● DIRECTIONS FOR THIS TASK
Only these lines are needed: the first line of the entries below through the line with "The stream is", each returned exactly.

● Records excerpted from a collection
○ ○ ○ ○ ○ ○ ○

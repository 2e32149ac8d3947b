//! Target probers: the producers of probe outcomes
//!
//! A prober turns a [`RunConfig`] into a stream of outcomes. The engine never
//! talks to the target itself; it only consumes what a prober yields.

mod http;
mod scripted;

pub use http::HttpProber;
pub use scripted::{ScriptStep, ScriptedProber};

use crate::types::{ProbeOutcome, RunConfig};
use async_trait::async_trait;
use futures::stream::BoxStream;
use thiserror::Error;

/// One item of a probe stream
pub type ProbeItem = std::result::Result<ProbeOutcome, ProbeFault>;

/// Stream of outcomes for one active period of a run
pub type ProbeStream = BoxStream<'static, ProbeItem>;

/// Fatal prober condition; the run transitions to `Failed`
#[derive(Error, Debug, Clone, PartialEq)]
pub enum ProbeFault {
    /// Target could not be reached before any request succeeded
    #[error("Target unreachable: {target}: {reason}")]
    Unreachable { target: String, reason: String },

    /// Configuration the prober cannot act on
    #[error("Invalid probe target: {0}")]
    InvalidTarget(String),

    /// Fault injected by a scripted prober
    #[error("{0}")]
    Scripted(String),
}

/// Produces outcomes for a run
///
/// `probe` is called when a run starts and again on each resume. The stream is
/// dropped on pause and stop, so producers must tolerate being cancelled at
/// any await point.
#[async_trait]
pub trait TargetProber: Send + Sync {
    /// Prober name
    fn name(&self) -> &str;

    /// One-off check before the first stream is opened
    async fn preflight(&self, _config: &RunConfig) -> Result<(), ProbeFault> {
        Ok(())
    }

    fn probe(&self, config: &RunConfig) -> ProbeStream;
}
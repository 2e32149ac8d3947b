//! Incremental run metrics
//!
//! [`Metrics`] is folded one event at a time in O(1): counters, latency
//! extremes and a running mean. Throughput is a lifetime average over the
//! time since the run started, not a sliding window.
//!
//! Latency percentiles come from an HDR histogram kept beside the run
//! ([`LatencyProfile`]); they are reported separately from the fold.

use crate::error::{EngineError, Result};
use crate::types::Event;
use hdrhistogram::Histogram;
use serde::{Deserialize, Serialize};
use std::collections::BTreeSet;

// ============================================================================
// OUTCOME CLASSIFICATION
// ============================================================================

/// How an outcome status counts toward the tallies
#[derive(Clone, Copy, Debug, PartialEq, Eq)]
pub enum OutcomeClass {
    Success,
    Failure,
    NonTerminal,
}

/// Fixed sets of terminal outcome statuses, matched case-insensitively
#[derive(Debug, Clone, PartialEq, Eq, Serialize, Deserialize)]
pub struct OutcomeClassifier {
    #[serde(default = "default_success_statuses")]
    pub success: BTreeSet<String>,

    #[serde(default = "default_failure_statuses")]
    pub failure: BTreeSet<String>,
}

fn default_success_statuses() -> BTreeSet<String> {
    ["success", "succeeded", "ok", "authenticated", "delivered", "completed", "passed"]
        .into_iter()
        .map(String::from)
        .collect()
}

fn default_failure_statuses() -> BTreeSet<String> {
    ["failed", "failure", "timeout", "timed_out", "error", "refused", "rejected"]
        .into_iter()
        .map(String::from)
        .collect()
}

impl Default for OutcomeClassifier {
    fn default() -> Self {
        Self {
            success: default_success_statuses(),
            failure: default_failure_statuses(),
        }
    }
}

impl OutcomeClassifier {
    pub fn classify(&self, outcome_status: &str) -> OutcomeClass {
        let status = outcome_status.trim().to_ascii_lowercase();
        if self.success.contains(&status) {
            OutcomeClass::Success
        } else if self.failure.contains(&status) {
            OutcomeClass::Failure
        } else {
            OutcomeClass::NonTerminal
        }
    }
}

// ============================================================================
// AGGREGATE
// ============================================================================

/// Derived statistics over a run's event log
#[derive(Debug, Clone, Default, PartialEq, Serialize, Deserialize)]
pub struct Metrics {
    pub total_events: u64,
    pub success_count: u64,
    pub failure_count: u64,
    /// Non-terminal events not yet balanced by a terminal outcome
    pub in_progress_count: u64,
    /// Events that carried a latency
    pub latency_samples: u64,
    pub min_latency_millis: Option<u64>,
    pub max_latency_millis: Option<u64>,
    pub mean_latency_millis: f64,
    pub success_rate_percent: f64,
    pub observed_throughput_per_sec: f64,
}

impl Metrics {
    /// Next metrics after `event`, leaving `self` untouched
    pub fn update(
        &self,
        event: &Event,
        classifier: &OutcomeClassifier,
        secs_since_start: f64,
    ) -> Metrics {
        let mut next = self.clone();
        next.apply(event, classifier, secs_since_start);
        next
    }

    /// Fold `event` in place
    pub fn apply(&mut self, event: &Event, classifier: &OutcomeClassifier, secs_since_start: f64) {
        self.total_events += 1;

        match classifier.classify(&event.outcome_status) {
            OutcomeClass::Success => {
                self.success_count += 1;
                self.in_progress_count = self.in_progress_count.saturating_sub(1);
            }
            OutcomeClass::Failure => {
                self.failure_count += 1;
                self.in_progress_count = self.in_progress_count.saturating_sub(1);
            }
            OutcomeClass::NonTerminal => {
                self.in_progress_count += 1;
            }
        }

        if let Some(latency) = event.latency_millis {
            self.latency_samples += 1;
            self.min_latency_millis = Some(self.min_latency_millis.map_or(latency, |m| m.min(latency)));
            self.max_latency_millis = Some(self.max_latency_millis.map_or(latency, |m| m.max(latency)));
            self.mean_latency_millis +=
                (latency as f64 - self.mean_latency_millis) / self.latency_samples as f64;
        }

        let terminal = self.success_count + self.failure_count;
        self.success_rate_percent = if terminal > 0 {
            self.success_count as f64 / terminal as f64 * 100.0
        } else {
            0.0
        };

        self.observed_throughput_per_sec = self.total_events as f64 / secs_since_start.max(1.0);
    }

    pub fn terminal_count(&self) -> u64 {
        self.success_count + self.failure_count
    }
}

// ============================================================================
// PERCENTILES
// ============================================================================

/// Latency distribution of a run
#[derive(Debug, Clone, Default, PartialEq, Serialize, Deserialize)]
pub struct LatencyPercentiles {
    pub samples: u64,
    pub p50_millis: u64,
    pub p90_millis: u64,
    pub p99_millis: u64,
    pub p999_millis: u64,
}

/// HDR histogram of event latencies (1ms to 1h, 3 significant digits)
#[derive(Debug, Clone)]
pub struct LatencyProfile {
    histogram: Histogram<u64>,
}

impl LatencyProfile {
    pub fn new() -> Result<Self> {
        let histogram = Histogram::new_with_bounds(1, 3_600_000, 3)
            .map_err(|e| EngineError::Config(format!("latency histogram: {}", e)))?;
        Ok(Self { histogram })
    }

    pub fn record(&mut self, latency_millis: u64) {
        self.histogram.saturating_record(latency_millis);
    }

    pub fn percentiles(&self) -> LatencyPercentiles {
        if self.histogram.is_empty() {
            return LatencyPercentiles::default();
        }
        LatencyPercentiles {
            samples: self.histogram.len(),
            p50_millis: self.histogram.value_at_quantile(0.50),
            p90_millis: self.histogram.value_at_quantile(0.90),
            p99_millis: self.histogram.value_at_quantile(0.99),
            p999_millis: self.histogram.value_at_quantile(0.999),
        }
    }
}
//! Wall-clock source for run timing
//!
//! Progress, throughput and stop grace windows are all measured against a
//! [`Clock`] handed to the engine, so tests can drive time explicitly with
//! [`ManualClock`] instead of sleeping.

use chrono::{DateTime, Utc};
use parking_lot::Mutex;
use std::time::Duration;

/// Source of the current time
pub trait Clock: Send + Sync + std::fmt::Debug {
    fn now(&self) -> DateTime<Utc>;
}

/// Clock backed by the system time
#[derive(Debug, Default, Clone, Copy)]
pub struct SystemClock;

impl Clock for SystemClock {
    fn now(&self) -> DateTime<Utc> {
        Utc::now()
    }
}

/// Clock that only moves when told to
#[derive(Debug)]
pub struct ManualClock {
    now: Mutex<DateTime<Utc>>,
}

impl ManualClock {
    /// Create a clock frozen at `start`
    pub fn new(start: DateTime<Utc>) -> Self {
        Self {
            now: Mutex::new(start),
        }
    }

    /// Create a clock frozen at the current system time
    pub fn starting_now() -> Self {
        Self::new(Utc::now())
    }

    /// Move the clock forward
    pub fn advance(&self, by: Duration) {
        let mut now = self.now.lock();
        *now = *now + chrono::Duration::milliseconds(by.as_millis() as i64);
    }
}

impl Clock for ManualClock {
    fn now(&self) -> DateTime<Utc> {
        *self.now.lock()
    }
}

/// Milliseconds from `from` to `to`, never negative
pub fn millis_between(from: DateTime<Utc>, to: DateTime<Utc>) -> i64 {
    (to - from).num_milliseconds().max(0)
}

/// Seconds from `from` to `to` as a float, never negative
pub fn secs_between(from: DateTime<Utc>, to: DateTime<Utc>) -> f64 {
    millis_between(from, to) as f64 / 1000.0
}

#[cfg(test)]
mod tests {
    use super::*;

    #[test]
    fn test_manual_clock_advance() {
        let clock = ManualClock::starting_now();
        let t0 = clock.now();

        clock.advance(Duration::from_millis(1500));
        assert_eq!(millis_between(t0, clock.now()), 1500);
        assert_eq!(secs_between(t0, clock.now()), 1.5);
    }

    #[test]
    fn test_between_never_negative() {
        let clock = ManualClock::starting_now();
        let t0 = clock.now();
        clock.advance(Duration::from_secs(2));

        assert_eq!(millis_between(clock.now(), t0), 0);
    }
}
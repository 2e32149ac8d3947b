//! Boxed plain-text run report

use crate::export::RunSnapshot;
use std::fmt::Write;

const RULE: &str = "══════════════════════════════════════════════════════════════";

impl RunSnapshot {
    /// Render a fixed-width summary of the run for terminals
    pub fn render_report(&self) -> String {
        let run = &self.run;
        let metrics = &run.aggregate;
        let latency = &self.latency;
        let mut out = String::new();

        // Writing to a String cannot fail
        let _ = writeln!(out, "╔{}╗", RULE);
        let _ = writeln!(out, "║ {:<60} ║", format!("RUN REPORT: {}", run.config.name));
        let _ = writeln!(out, "╠{}╣", RULE);
        row(&mut out, "Run id", run.id.to_string());
        row(&mut out, "Kind", run.config.kind.to_string());
        row(&mut out, "State", run.state.to_string());
        row(&mut out, "Progress", format!("{:.1}%", run.progress_fraction * 100.0));
        if let Some(reason) = &run.failure_reason {
            row(&mut out, "Failure", reason.clone());
        }
        let _ = writeln!(out, "╠{}╣", RULE);
        row(&mut out, "Total events", metrics.total_events.to_string());
        row(&mut out, "Successful", metrics.success_count.to_string());
        row(&mut out, "Failed", metrics.failure_count.to_string());
        row(&mut out, "In progress", metrics.in_progress_count.to_string());
        row(&mut out, "Success rate", format!("{:.2}%", metrics.success_rate_percent));
        row(
            &mut out,
            "Throughput",
            format!("{:.2}/s", metrics.observed_throughput_per_sec),
        );

        if latency.samples > 0 {
            let _ = writeln!(out, "╠{}╣", RULE);
            let _ = writeln!(out, "║ {:<60} ║", "LATENCY (milliseconds)");
            row(&mut out, "  p50", latency.p50_millis.to_string());
            row(&mut out, "  p90", latency.p90_millis.to_string());
            row(&mut out, "  p99", latency.p99_millis.to_string());
            row(&mut out, "  p99.9", latency.p999_millis.to_string());
            row(
                &mut out,
                "  min / max",
                format!(
                    "{} / {}",
                    metrics.min_latency_millis.unwrap_or_default(),
                    metrics.max_latency_millis.unwrap_or_default()
                ),
            );
            row(&mut out, "  mean", format!("{:.2}", metrics.mean_latency_millis));
        }

        let _ = writeln!(out, "╚{}╝", RULE);
        out
    }
}

fn row(out: &mut String, label: &str, value: String) {
    let _ = writeln!(out, "║ {:<18} {:<41} ║", format!("{}:", label), value);
}

#[cfg(test)]
mod tests {
    use super::*;
    use crate::metrics::LatencyProfile;
    use crate::types::{Run, RunConfig};
    use chrono::Utc;

    #[test]
    fn test_report_lists_counts() {
        let mut run = Run::draft(
            RunConfig {
                name: "nightly-api".to_string(),
                ..Default::default()
            },
            Utc::now(),
        );
        run.aggregate.total_events = 42;
        run.failure_reason = Some("connection refused".to_string());

        let snapshot = RunSnapshot {
            run,
            latency: LatencyProfile::new().unwrap().percentiles(),
        };
        let report = snapshot.render_report();

        assert!(report.contains("RUN REPORT: nightly-api"));
        assert!(report.contains("Total events:"));
        assert!(report.contains("42"));
        assert!(report.contains("connection refused"));
        // No samples, no latency section
        assert!(!report.contains("LATENCY"));
    }
}
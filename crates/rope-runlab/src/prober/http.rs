//! HTTP GET prober
//!
//! Requests are paced at the run's target rate, ramping up in five equal steps
//! over `ramp_up_secs`, with at most `concurrency` requests in flight. A target
//! that cannot be connected to during preflight fails the run.

use super::{ProbeFault, ProbeItem, ProbeStream, TargetProber};
use crate::error::{EngineError, Result};
use crate::types::{EventKind, ProbeOutcome, RunConfig};
use async_trait::async_trait;
use futures::stream::{self, StreamExt};
use std::time::Duration;
use tokio::time::{sleep_until, Instant};
use tracing::debug;

const RAMP_STEPS: u64 = 5;

/// Target rate over time since the stream was opened
#[derive(Debug, Clone, Copy, PartialEq)]
pub(crate) struct RateSchedule {
    target_rate_per_sec: u64,
    ramp_up_secs: u64,
}

impl RateSchedule {
    pub fn new(target_rate_per_sec: u64, ramp_up_secs: u64) -> Self {
        Self {
            target_rate_per_sec: target_rate_per_sec.max(1),
            ramp_up_secs,
        }
    }

    /// Requests per second `elapsed` after opening
    pub fn rate_at(&self, elapsed: Duration) -> u64 {
        if self.ramp_up_secs == 0 || elapsed.as_secs() >= self.ramp_up_secs {
            return self.target_rate_per_sec;
        }
        let step_ms = (self.ramp_up_secs.saturating_mul(1000) / RAMP_STEPS).max(1);
        let step = (elapsed.as_millis() as u64 / step_ms + 1).min(RAMP_STEPS);
        (self.target_rate_per_sec.saturating_mul(step) / RAMP_STEPS).max(1)
    }

    pub fn interval_at(&self, elapsed: Duration) -> Duration {
        Duration::from_secs_f64(1.0 / self.rate_at(elapsed) as f64)
    }
}

/// Probes `RunConfig::target` with GET requests
#[derive(Debug, Clone)]
pub struct HttpProber {
    client: reqwest::Client,
}

impl HttpProber {
    pub fn new() -> Result<Self> {
        let client = reqwest::Client::builder()
            .user_agent(concat!("rope-runlab/", env!("CARGO_PKG_VERSION")))
            .build()
            .map_err(|e| EngineError::Config(format!("HTTP client: {}", e)))?;
        Ok(Self { client })
    }
}

fn parse_target(config: &RunConfig) -> std::result::Result<reqwest::Url, ProbeFault> {
    reqwest::Url::parse(&config.target)
        .map_err(|e| ProbeFault::InvalidTarget(format!("{}: {}", config.target, e)))
}

#[async_trait]
impl TargetProber for HttpProber {
    fn name(&self) -> &str {
        "http"
    }

    async fn preflight(&self, config: &RunConfig) -> std::result::Result<(), ProbeFault> {
        let url = parse_target(config)?;
        let timeout = Duration::from_secs(config.per_event_timeout_secs.max(1));

        match self.client.get(url.clone()).timeout(timeout).send().await {
            // Any HTTP response means the target is reachable
            Ok(response) => {
                debug!(url = %url, status = response.status().as_u16(), "Preflight ok");
                Ok(())
            }
            Err(e) if e.is_connect() || e.is_timeout() => Err(ProbeFault::Unreachable {
                target: url.to_string(),
                reason: e.to_string(),
            }),
            Err(e) => Err(ProbeFault::InvalidTarget(format!("{}: {}", url, e))),
        }
    }

    fn probe(&self, config: &RunConfig) -> ProbeStream {
        let url = match parse_target(config) {
            Ok(url) => url,
            Err(fault) => return stream::once(async move { Err::<ProbeOutcome, _>(fault) }).boxed(),
        };

        let request = Request {
            client: self.client.clone(),
            url,
            timeout: Duration::from_secs(config.per_event_timeout_secs.max(1)),
            retries: config.retries,
        };
        let schedule = RateSchedule::new(config.target_rate_per_sec, config.ramp_up_secs);
        let opened = Instant::now();

        // One unit per request slot, paced by the schedule
        let slots = stream::unfold(opened, move |next| async move {
            sleep_until(next).await;
            let now = Instant::now();
            Some(((), now + schedule.interval_at(now - opened)))
        });

        slots
            .map(move |_| {
                let request = request.clone();
                async move { request.send().await }
            })
            .buffer_unordered(config.concurrency.max(1))
            .boxed()
    }
}

#[derive(Clone)]
struct Request {
    client: reqwest::Client,
    url: reqwest::Url,
    timeout: Duration,
    retries: u32,
}

impl Request {
    async fn send(self) -> ProbeItem {
        let started = Instant::now();
        let mut attempt = 0;

        loop {
            attempt += 1;
            let result = self
                .client
                .get(self.url.clone())
                .timeout(self.timeout)
                .send()
                .await;
            let latency_millis = started.elapsed().as_millis() as u64;

            match result {
                Ok(response) => {
                    let status = response.status();
                    if status.is_server_error() && attempt <= self.retries {
                        debug!(url = %self.url, status = status.as_u16(), attempt, "Retrying");
                        continue;
                    }

                    let outcome = if status.is_success() {
                        ProbeOutcome::success(format!("GET {}", self.url))
                    } else {
                        ProbeOutcome::new(EventKind::Error, "failed", format!("GET {} returned {}", self.url, status))
                    };
                    return Ok(outcome
                        .with_latency(latency_millis)
                        .with_tag("status_code", status.as_u16().to_string())
                        .with_tag("attempts", attempt.to_string()));
                }
                Err(e) if attempt <= self.retries => {
                    debug!(url = %self.url, error = %e, attempt, "Retrying");
                }
                Err(e) => {
                    let status = if e.is_timeout() {
                        "timeout"
                    } else if e.is_connect() {
                        "refused"
                    } else {
                        "failed"
                    };
                    return Ok(ProbeOutcome::new(EventKind::Error, status, e.to_string())
                        .with_latency(latency_millis)
                        .with_tag("attempts", attempt.to_string()));
                }
            }
        }
    }
}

○ ○ ○ ○ ○ ○ ○

● ANSWER AREA
repository 2e32149ac8d3947b
//! Target probers: the producers of probe outcomes
//!
//! A prober turns a [`RunConfig`] into a stream of outcomes. The engine never
//! talks to the target itself; it only consumes what a prober yields.

mod http;
mod scripted;

pub use http::HttpProber;
pub use scripted::{ScriptStep, ScriptedProber};

use crate::types::{ProbeOutcome, RunConfig};
use async_trait::async_trait;
use futures::stream::BoxStream;
use thiserror::Error;

/// One item of a probe stream
pub type ProbeItem = std::result::Result<ProbeOutcome, ProbeFault>;

/// Stream of outcomes for one active period of a run
pub type ProbeStream = BoxStream<'static, ProbeItem>;

/// Fatal prober condition; the run transitions to `Failed`
#[derive(Error, Debug, Clone, PartialEq)]
pub enum ProbeFault {
    /// Target could not be reached before any request succeeded
    #[error("Target unreachable: {target}: {reason}")]
    Unreachable { target: String, reason: String },

    /// Configuration the prober cannot act on
    #[error("Invalid probe target: {0}")]
    InvalidTarget(String),

    /// Fault injected by a scripted prober
    #[error("{0}")]
    Scripted(String),
}

/// Produces outcomes for a run
///
/// `probe` is called when a run starts and again on each resume. The stream is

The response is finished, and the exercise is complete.